## Work task
Which lines of the data below contain "events"? Please show them all.

## Data supplied
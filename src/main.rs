use std::io::Write;
use std::path::{Path, PathBuf};
use std::sync::Arc;

use anyhow::{anyhow, bail, Result};
use clap::{Parser, Subcommand};
use colored::*;
use dialoguer::{theme::ColorfulTheme, Confirm, Input, Password};
use futures_util::StreamExt;
use tracing::info;

use docchat_core::{
    decode_stream, ApiClient, ChatRole, ChatSession, Config, KnowledgeBase, NoHistory, PdfSession,
    Source, StreamRecord,
};

mod app;
mod handler;
mod logging;
mod tui;
mod ui;

use app::{App, ChatKind};

#[derive(Parser)]
#[command(name = "docchat", version)]
#[command(about = "Chat with a RAG knowledge base from the terminal")]
struct Cli {
    /// Backend URL (overrides config and DOCCHAT_API_URL)
    #[arg(long, global = true)]
    api_url: Option<String>,
    #[command(subcommand)]
    command: Commands,
}

#[derive(Subcommand)]
enum Commands {
    /// Log in and remember the access token
    Login {
        email: String,
        /// Prompted for when omitted
        #[arg(long)]
        password: Option<String>,
    },
    /// Create an account
    Register {
        email: String,
        /// Create an admin account (asks for the admin key)
        #[arg(long)]
        admin: bool,
    },
    /// Forget the stored access token
    Logout,
    /// Show the logged-in account
    Whoami,
    /// Manage knowledge-base documents (admin only)
    Docs {
        #[command(subcommand)]
        command: DocsCommand,
    },
    /// Ask a single question and print the answer
    Ask {
        question: String,
        /// Number of passages to retrieve
        #[arg(short = 'k', long)]
        top_k: Option<u32>,
        /// Wait for the full answer instead of streaming it
        #[arg(long)]
        no_stream: bool,
    },
    /// Open the chat screen for the knowledge base
    Chat,
    /// Upload a PDF and chat with it, no account needed
    Pdf { file: PathBuf },
    /// Print the stored conversation
    History,
    /// Delete the stored conversation
    ClearHistory {
        /// Skip the confirmation prompt
        #[arg(short, long)]
        yes: bool,
    },
}

#[derive(Subcommand)]
enum DocsCommand {
    /// List uploaded documents
    List,
    /// Upload a PDF into the knowledge base
    Upload {
        file: PathBuf,
        #[arg(short, long)]
        title: Option<String>,
    },
    /// Delete a document by id
    Delete {
        id: String,
        /// Skip the confirmation prompt
        #[arg(short, long)]
        yes: bool,
    },
}

#[tokio::main]
async fn main() -> Result<()> {
    let cli = Cli::parse();

    let mut config = Config::load()?;
    if let Some(url) = cli.api_url {
        config.api_url = url;
    }

    // The chat screen owns the terminal, so its logs go to a file
    if matches!(cli.command, Commands::Chat | Commands::Pdf { .. }) {
        let log_path = logging::init_file()?;
        info!(path = %log_path.display(), api_url = %config.api_url, "Starting chat");
    } else {
        logging::init_stderr();
    }

    run_command(&config, cli.command).await
}

fn client(config: &Config) -> ApiClient {
    ApiClient::new(&config.api_url).with_token(config.token.clone())
}

/// A client carrying the stored token, or an error asking the user to log in.
fn authed_client(config: &Config) -> Result<ApiClient> {
    if config.token.is_none() {
        bail!("Not logged in. Run: docchat login <email>");
    }
    Ok(client(config))
}

async fn run_command(config: &Config, command: Commands) -> Result<()> {
    match command {
        Commands::Login { email, password } => login(config, &email, password).await,
        Commands::Register { email, admin } => register(config, &email, admin).await,
        Commands::Logout => {
            Config::save_token(None)?;
            println!("{}", "Logged out".green());
            Ok(())
        }
        Commands::Whoami => {
            let user = authed_client(config)?.me().await?;
            println!("{} ({})", user.email.bold(), user.role.as_str().cyan());
            Ok(())
        }
        Commands::Docs { command } => docs(config, command).await,
        Commands::Ask { question, top_k, no_stream } => {
            let api = authed_client(config)?;
            ask(&api, &question, top_k.unwrap_or(config.top_k), no_stream).await
        }
        Commands::History => history(config).await,
        Commands::ClearHistory { yes } => {
            let api = authed_client(config)?;
            if !yes && !confirm("Delete your whole conversation history?")? {
                return Ok(());
            }
            api.clear_conversations().await?;
            println!("{}", "Conversation history cleared".green());
            Ok(())
        }
        Commands::Chat => run_chat(config).await,
        Commands::Pdf { file } => run_pdf_chat(config, &file).await,
    }
}

fn confirm(prompt: &str) -> Result<bool> {
    Ok(Confirm::with_theme(&ColorfulTheme::default())
        .with_prompt(prompt)
        .default(false)
        .interact()?)
}

fn prompt_password(prompt: &str) -> Result<String> {
    Ok(Password::with_theme(&ColorfulTheme::default())
        .with_prompt(prompt)
        .interact()?)
}

async fn login(config: &Config, email: &str, password: Option<String>) -> Result<()> {
    let password = match password {
        Some(password) => password,
        None => prompt_password("Password")?,
    };

    let mut api = ApiClient::new(&config.api_url);
    let user = api.login(email, &password).await?;
    Config::save_token(api.token())?;

    println!("Logged in as {} ({})", user.email.bold(), user.role.as_str().cyan());
    Ok(())
}

async fn register(config: &Config, email: &str, admin: bool) -> Result<()> {
    let password = Password::with_theme(&ColorfulTheme::default())
        .with_prompt("Password")
        .with_confirmation("Confirm password", "Passwords do not match")
        .interact()?;

    let api = ApiClient::new(&config.api_url);
    let user = if admin {
        let admin_key: String = Input::with_theme(&ColorfulTheme::default())
            .with_prompt("Admin key")
            .interact_text()?;
        api.register_admin(email, &password, &admin_key).await?
    } else {
        api.register(email, &password).await?
    };

    println!(
        "Registered {} as {}. Log in with: {}",
        user.email.bold(),
        user.role.as_str().cyan(),
        format!("docchat login {}", user.email).bold()
    );
    Ok(())
}

async fn docs(config: &Config, command: DocsCommand) -> Result<()> {
    let api = authed_client(config)?;

    match command {
        DocsCommand::List => {
            let documents = api.list_documents().await?;
            println!("\n{}", "Knowledge Base Documents".bold().blue());
            println!("{}", "=".repeat(40).dimmed());

            if documents.is_empty() {
                println!("{}", "No documents uploaded yet".yellow());
                return Ok(());
            }
            for doc in &documents {
                println!(
                    "  • {}  {}  {}",
                    doc.title.as_deref().unwrap_or("Untitled").green(),
                    doc.id.dimmed(),
                    doc.created_at.dimmed()
                );
            }
            println!("\n{} documents", documents.len().to_string().bold());
        }
        DocsCommand::Upload { file, title } => {
            println!("Uploading {}...", file.display().to_string().cyan());
            let ingested = api.upload_document(&file, title.as_deref()).await?;
            println!(
                "{} {} ({})",
                "Ingested".green(),
                ingested.title.as_deref().unwrap_or("document").bold(),
                ingested.doc_id.dimmed()
            );
        }
        DocsCommand::Delete { id, yes } => {
            if !yes && !confirm(&format!("Delete document {}?", id))? {
                return Ok(());
            }
            api.delete_document(&id).await?;
            println!("{} {}", "Deleted".green(), id);
        }
    }
    Ok(())
}

async fn ask(api: &ApiClient, question: &str, top_k: u32, no_stream: bool) -> Result<()> {
    if question.trim().is_empty() {
        bail!("Question is empty");
    }

    if no_stream {
        let response = api.query(question, top_k).await?;
        println!("{}", response.answer);
        print_sources(&response.sources);
        return Ok(());
    }

    let body = api.query_stream(question, top_k).await?;
    let mut records = std::pin::pin!(decode_stream(body));
    let mut stdout = std::io::stdout();
    let mut sources = None;

    while let Some(value) = records.next().await {
        for record in StreamRecord::from_value(value?) {
            match record {
                StreamRecord::Chunk(text) => {
                    write!(stdout, "{}", text)?;
                    stdout.flush()?;
                }
                StreamRecord::Complete { sources: cited } => sources = Some(cited),
            }
        }
    }
    println!();

    if let Some(sources) = sources {
        print_sources(&sources);
    }
    Ok(())
}

fn print_sources(sources: &[Source]) {
    if sources.is_empty() {
        return;
    }
    println!("\n{}", "Sources:".bold().blue());
    for (i, source) in sources.iter().enumerate() {
        let preview: String = source.chunk.split_whitespace().collect::<Vec<_>>().join(" ");
        let preview: String = preview.chars().take(100).collect();
        println!(
            "{}. {} {}",
            (i + 1).to_string().bold(),
            source.doc_id.as_deref().unwrap_or("document").yellow(),
            format!("({:.3})", source.score).dimmed()
        );
        println!("   {}", preview.dimmed());
    }
}

async fn history(config: &Config) -> Result<()> {
    let messages = authed_client(config)?.conversation_history().await?;
    if messages.is_empty() {
        println!("{}", "No conversation yet".yellow());
        return Ok(());
    }
    for message in messages {
        let label = match message.role {
            ChatRole::User => "You:".bold().cyan(),
            ChatRole::Assistant => "AI:".bold().yellow(),
        };
        println!("{}\n{}\n", label, message.content);
    }
    Ok(())
}

async fn run_chat(config: &Config) -> Result<()> {
    let api = authed_client(config)?;
    let user = api
        .me()
        .await
        .map_err(|e| anyhow!("Could not verify login ({}). Run: docchat login <email>", e))?;

    let backend = Arc::new(KnowledgeBase::new(api.clone(), config.top_k));
    let session = ChatSession::restore(backend, Arc::new(api)).await;

    run_tui(ChatKind::KnowledgeBase { user }, session).await
}

async fn run_pdf_chat(config: &Config, file: &Path) -> Result<()> {
    println!("Uploading and processing {}...", file.display().to_string().cyan());
    let api = client(config);
    let info = api
        .upload_pdf_session(file)
        .await
        .map_err(|e| anyhow!("Failed to upload PDF: {}", e))?;
    info!(session = %info.id, filename = %info.filename, "PDF session created");

    let filename = info.filename.clone();
    let backend = Arc::new(PdfSession::new(api, info, config.session_top_k));
    let session = ChatSession::new(backend, Arc::new(NoHistory));

    run_tui(ChatKind::Pdf { filename }, session).await
}

async fn run_tui(kind: ChatKind, session: ChatSession) -> Result<()> {
    let mut events = tui::EventHandler::new();
    let mut app = App::new(kind, session, events.sender());

    tui::install_panic_hook();
    let mut terminal = tui::init()?;

    let result = async {
        while !app.should_quit {
            terminal.draw(|frame| ui::render(&mut app, frame))?;
            match events.next().await {
                Some(event) => handler::handle_event(&mut app, event).await?,
                None => break,
            }
        }
        Ok::<(), anyhow::Error>(())
    }
    .await;

    tui::restore()?;
    result
}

## Problem solution
    let mut events = tui::EventHandler::new();
    let mut app = App::new(kind, session, events.sender());
            match events.next().await {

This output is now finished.